_Exercise aim_.
Produce a copy of every line in the records that holds the string "PaymentService".

(Dataset entries)
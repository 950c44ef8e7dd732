// service/payment_service.rs
use std::sync::Arc;

use axum::http::HeaderMap;
use chrono::Utc;
use serde::Serialize;
use uuid::Uuid;

use crate::{
    db::{CaptureOutcome, SettlementStore},
    models::{
        methodmodel::PaymentMethod,
        paymentmodel::{Money, Payment, PaymentChange, PaymentStatus, PaymentStatusUpdate},
        usermodel::{Actor, UserRole},
    },
    service::{
        error::ServiceError,
        notification_service::{NotificationService, SettlementEvent},
        payment_provider::{
            retry_with_backoff, Capability, ChargeRequest, ChargeState, GatewayError, GatewayRegistry, RetryPolicy,
        },
    },
    utils::decimal::BigDecimalHelpers,
};

/// What the payer needs to complete a charge.
#[derive(Debug, Clone, Serialize)]
pub struct ChargeStart {
    pub payment: Payment,
    pub approval_url: Option<String>,
    pub instructions: Option<String>,
}

pub struct PaymentService {
    store: Arc<dyn SettlementStore>,
    gateways: GatewayRegistry,
    notifications: Arc<NotificationService>,
    retry: RetryPolicy,
    fee_percent: u32,
}

impl std::fmt::Debug for PaymentService {
    fn fmt(&self, f: &mut std::fmt::Formatter<'_>) -> std::fmt::Result {
        f.debug_struct("PaymentService")
            .field("gateways", &self.gateways)
            .field("fee_percent", &self.fee_percent)
            .finish()
    }
}

impl PaymentService {
    pub fn new(
        store: Arc<dyn SettlementStore>,
        gateways: GatewayRegistry,
        notifications: Arc<NotificationService>,
        retry: RetryPolicy,
        fee_percent: u32,
    ) -> Self {
        Self {
            store,
            gateways,
            notifications,
            retry,
            fee_percent,
        }
    }

    async fn load(&self, payment_id: Uuid) -> Result<Payment, ServiceError> {
        self.store
            .get_payment(payment_id)
            .await?
            .ok_or(ServiceError::PaymentNotFound(payment_id))
    }

    fn published(&self, payment: Payment) -> Payment {
        self.notifications.publish(SettlementEvent::PaymentChanged {
            payment_id: payment.id,
            application_id: payment.application_id,
            payer_id: payment.payer_id,
            status: payment.status,
        });
        payment
    }

    async fn owned_method(&self, method_id: Uuid, owner_id: Uuid) -> Result<PaymentMethod, ServiceError> {
        let method = self
            .store
            .get_method(method_id)
            .await?
            .ok_or(ServiceError::MethodNotFound(method_id))?;
        if method.owner_id != owner_id {
            return Err(ServiceError::NotOwner(owner_id));
        }
        Ok(method)
    }

    pub async fn get_payment(&self, payment_id: Uuid, actor: &Actor) -> Result<Payment, ServiceError> {
        let payment = self.load(payment_id).await?;
        if !actor.is_admin() && !actor.is_user(payment.payer_id) && !actor.is_user(payment.payee_id) {
            return Err(ServiceError::NotOwner(actor.user_id().unwrap_or_default()));
        }
        Ok(payment)
    }

    /// Opens a pending payment for an accepted application. The platform fee
    /// is fixed here and later withheld from the payout.
    pub async fn initiate(
        &self,
        application_id: Uuid,
        actor: &Actor,
        money: &Money,
        method_id: Option<Uuid>,
    ) -> Result<Payment, ServiceError> {
        let payer_id = actor.require_role(UserRole::Facility)?;
        if let Some(method_id) = method_id {
            self.owned_method(method_id, payer_id).await?;
        }
        let fee = money.amount().percent_of(self.fee_percent);

        let payment = self
            .store
            .create_payment(application_id, payer_id, money, fee, method_id, Utc::now())
            .await?;
        tracing::info!(payment_id = %payment.id, %application_id, amount = %payment.amount, "payment initiated");
        Ok(self.published(payment))
    }

    /// Creates the provider charge, or for manual providers records the
    /// intent. Safe to call again: an existing charge is returned as is.
    /// Only providers that deduplicate on the payment id are retried.
    pub async fn start_charge(
        &self,
        payment_id: Uuid,
        actor: &Actor,
        method_id: Option<Uuid>,
    ) -> Result<ChargeStart, ServiceError> {
        let payment = self.load(payment_id).await?;
        if !actor.is_user(payment.payer_id) {
            return Err(ServiceError::NotOwner(actor.user_id().unwrap_or_default()));
        }
        if !payment.status.is_precapture() {
            return Err(ServiceError::InvalidStatusTransition {
                id: payment.id,
                from: payment.status,
                to: "charge".to_string(),
            });
        }

        let method = match method_id.or(payment.payment_method_id) {
            Some(id) => self.owned_method(id, payment.payer_id).await?,
            None => self
                .store
                .default_method(payment.payer_id)
                .await?
                .ok_or_else(|| ServiceError::Validation("choose a payment method first".to_string()))?,
        };
        let gateway = self.gateways.for_method(method.method_type)?;

        let started = payment.status == PaymentStatus::PendingManualVerification || payment.approval_url.is_some();
        if started && payment.gateway_charge_id.is_some() && payment.payment_method_id == Some(method.id) {
            return Ok(ChargeStart {
                approval_url: payment.approval_url.clone(),
                instructions: None,
                payment,
            });
        }

        let request = ChargeRequest {
            idempotency_key: payment.id,
            amount: payment.amount.clone(),
            currency: payment.currency.clone(),
            description: format!("Shift application {}", payment.application_id),
        };
        let attempt = if gateway.idempotent_charges() {
            retry_with_backoff(self.retry, "create_charge", || gateway.create_charge(&request)).await
        } else {
            // a retry could open a second charge; reuse whatever an unanswered call left behind
            match gateway.find_charge(&request).await? {
                Some(existing) => {
                    tracing::info!(
                        %payment_id,
                        provider = gateway.name(),
                        charge_id = %existing.charge_id,
                        "found charge from earlier attempt"
                    );
                    Ok(existing)
                }
                None => gateway.create_charge(&request).await,
            }
        };
        let handle = match attempt {
            Ok(handle) => handle,
            Err(GatewayError::Rejected(reason)) => {
                let failed = self
                    .store
                    .change_payment(payment.id, &PaymentChange::Fail { reason: reason.clone() }, Utc::now())
                    .await?;
                self.published(failed);
                return Err(ServiceError::GatewayRejected(reason));
            }
            Err(err) => return Err(err.into()),
        };

        let change = if gateway.supports(Capability::RequiresManualConfirmation) {
            PaymentChange::RecordManualIntent {
                method_id: method.id,
                charge_id: handle.charge_id.clone(),
            }
        } else {
            PaymentChange::AttachCharge {
                method_id: method.id,
                charge_id: handle.charge_id.clone(),
                approval_url: handle.approval_url.clone(),
            }
        };
        let payment = self.store.change_payment(payment.id, &change, Utc::now()).await?;
        tracing::info!(%payment_id, provider = gateway.name(), charge_id = %handle.charge_id, "charge started");

        Ok(ChargeStart {
            payment: self.published(payment),
            approval_url: handle.approval_url,
            instructions: handle.instructions,
        })
    }

    /// Gateway confirmation path. Idempotent on the external reference.
    pub async fn mark_captured(&self, payment_id: Uuid, external_reference: &str) -> Result<CaptureOutcome, ServiceError> {
        let outcome = self.store.capture_payment(payment_id, external_reference, Utc::now()).await?;
        match &outcome {
            CaptureOutcome::Captured { payment, escrow } => {
                tracing::info!(%payment_id, escrow_id = %escrow.id, held = %escrow.held_amount, "payment captured into escrow");
                self.published(payment.clone());
                self.notifications.publish(SettlementEvent::EscrowChanged {
                    escrow_id: escrow.id,
                    facility_id: escrow.facility_id,
                    professional_id: escrow.professional_id,
                    status: escrow.status,
                });
            }
            CaptureOutcome::AlreadyCaptured { .. } => {
                tracing::info!(%payment_id, %external_reference, "duplicate capture ignored");
            }
            CaptureOutcome::Quarantined { issue, .. } => {
                tracing::error!(%payment_id, issue_id = %issue.id, kind = ?issue.kind, "{}", issue.details);
            }
        }
        Ok(outcome)
    }

    pub async fn mark_failed(&self, payment_id: Uuid, reason: &str) -> Result<Payment, ServiceError> {
        let change = PaymentChange::Fail {
            reason: reason.to_string(),
        };
        let payment = self.store.change_payment(payment_id, &change, Utc::now()).await?;
        tracing::info!(%payment_id, %reason, "payment failed");
        Ok(self.published(payment))
    }

    pub async fn cancel(&self, payment_id: Uuid, actor: &Actor) -> Result<Payment, ServiceError> {
        let payment = self
            .store
            .change_payment(payment_id, &PaymentChange::Cancel { actor: *actor }, Utc::now())
            .await?;
        tracing::info!(%payment_id, by = %actor.label(), "payment cancelled");
        Ok(self.published(payment))
    }

    /// Admin confirmation that a manual transfer arrived.
    pub async fn confirm_manual_payment(
        &self,
        payment_id: Uuid,
        actor: &Actor,
        reference: &str,
    ) -> Result<CaptureOutcome, ServiceError> {
        if !actor.is_admin() {
            return Err(ServiceError::AdminRequired("manual payment confirmation"));
        }
        let reference = reference.trim();
        if reference.is_empty() {
            return Err(ServiceError::Validation("a transfer reference is required".to_string()));
        }
        let payment = self.load(payment_id).await?;
        let repeat = payment.external_reference.as_deref() == Some(reference);
        if payment.status != PaymentStatus::PendingManualVerification && !repeat {
            return Err(ServiceError::InvalidStatusTransition {
                id: payment.id,
                from: payment.status,
                to: PaymentStatus::Captured.to_str().to_string(),
            });
        }
        tracing::info!(%payment_id, admin = %actor.label(), %reference, "manual payment confirmed");
        self.mark_captured(payment_id, reference).await
    }

    /// Polling fallback for a missed or delayed webhook.
    pub async fn poll_charge(&self, payment_id: Uuid) -> Result<Payment, ServiceError> {
        let payment = self.load(payment_id).await?;
        let (Some(charge_id), Some(method_id)) = (payment.gateway_charge_id.clone(), payment.payment_method_id) else {
            return Err(ServiceError::Validation(format!("payment {} has no charge to poll", payment_id)));
        };
        if !payment.status.is_precapture() {
            return Ok(payment);
        }
        let method = self
            .store
            .get_method(method_id)
            .await?
            .ok_or(ServiceError::MethodNotFound(method_id))?;
        let gateway = self.gateways.for_method(method.method_type)?;
        if !gateway.supports(Capability::GetChargeStatus) {
            return Err(ServiceError::Validation(format!(
                "{} charges are confirmed by an admin, not polled",
                method.method_type.to_str()
            )));
        }

        let status = retry_with_backoff(self.retry, "get_charge", || gateway.get_charge(&charge_id)).await?;
        match status.state {
            ChargeState::Captured { reference } => Ok(self.mark_captured(payment_id, &reference).await?.into_payment()),
            ChargeState::Failed { reason } => self.mark_failed(payment_id, &reason).await,
            ChargeState::Pending => Ok(payment),
        }
    }

    /// Verifies a provider callback, then applies it. `Ok(None)` for events
    /// that change nothing.
    pub async fn handle_webhook(
        &self,
        provider: &str,
        headers: &HeaderMap,
        body: &[u8],
    ) -> Result<Option<Payment>, ServiceError> {
        let gateway = self.gateways.by_name(provider)?;
        let event = match gateway.verify_webhook(headers, body).await {
            Ok(Some(event)) => event,
            Ok(None) => return Ok(None),
            Err(err) => {
                tracing::warn!(provider, error = %err, "webhook rejected");
                return Err(err.into());
            }
        };

        let Some(payment) = self.store.get_payment_by_charge(&event.charge_id).await? else {
            tracing::warn!(provider, charge_id = %event.charge_id, "webhook for unknown charge");
            return Ok(None);
        };

        match event.state {
            ChargeState::Captured { reference } => {
                Ok(Some(self.mark_captured(payment.id, &reference).await?.into_payment()))
            }
            ChargeState::Failed { reason } => {
                if !payment.status.is_precapture() {
                    tracing::warn!(payment_id = %payment.id, status = payment.status.to_str(), "late failure event ignored");
                    return Ok(None);
                }
                self.mark_failed(payment.id, &reason).await.map(Some)
            }
            ChargeState::Pending if gateway.supports(Capability::GetChargeStatus) => {
                self.poll_charge(payment.id).await.map(Some)
            }
            ChargeState::Pending => Ok(None),
        }
    }

    /// Operator status write restricted to the whitelist.
    pub async fn update_status(
        &self,
        payment_id: Uuid,
        actor: &Actor,
        status: &str,
        note: &str,
    ) -> Result<Payment, ServiceError> {
        if !actor.is_admin() {
            return Err(ServiceError::AdminRequired("payment status update"));
        }
        let payment = self.load(payment_id).await?;
        let update: PaymentStatusUpdate = status.parse().map_err(|_| ServiceError::InvalidStatusTransition {
            id: payment.id,
            from: payment.status,
            to: status.to_string(),
        })?;
        let change = PaymentChange::UpdateStatus {
            update,
            actor: *actor,
            note: note.to_string(),
        };
        let payment = self.store.change_payment(payment_id, &change, Utc::now()).await?;
        tracing::info!(%payment_id, status = payment.status.to_str(), admin = %actor.label(), "payment status updated");
        Ok(self.published(payment))
    }
}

_Response box_.
pub struct PaymentService {
impl std::fmt::Debug for PaymentService {
        f.debug_struct("PaymentService")
impl PaymentService {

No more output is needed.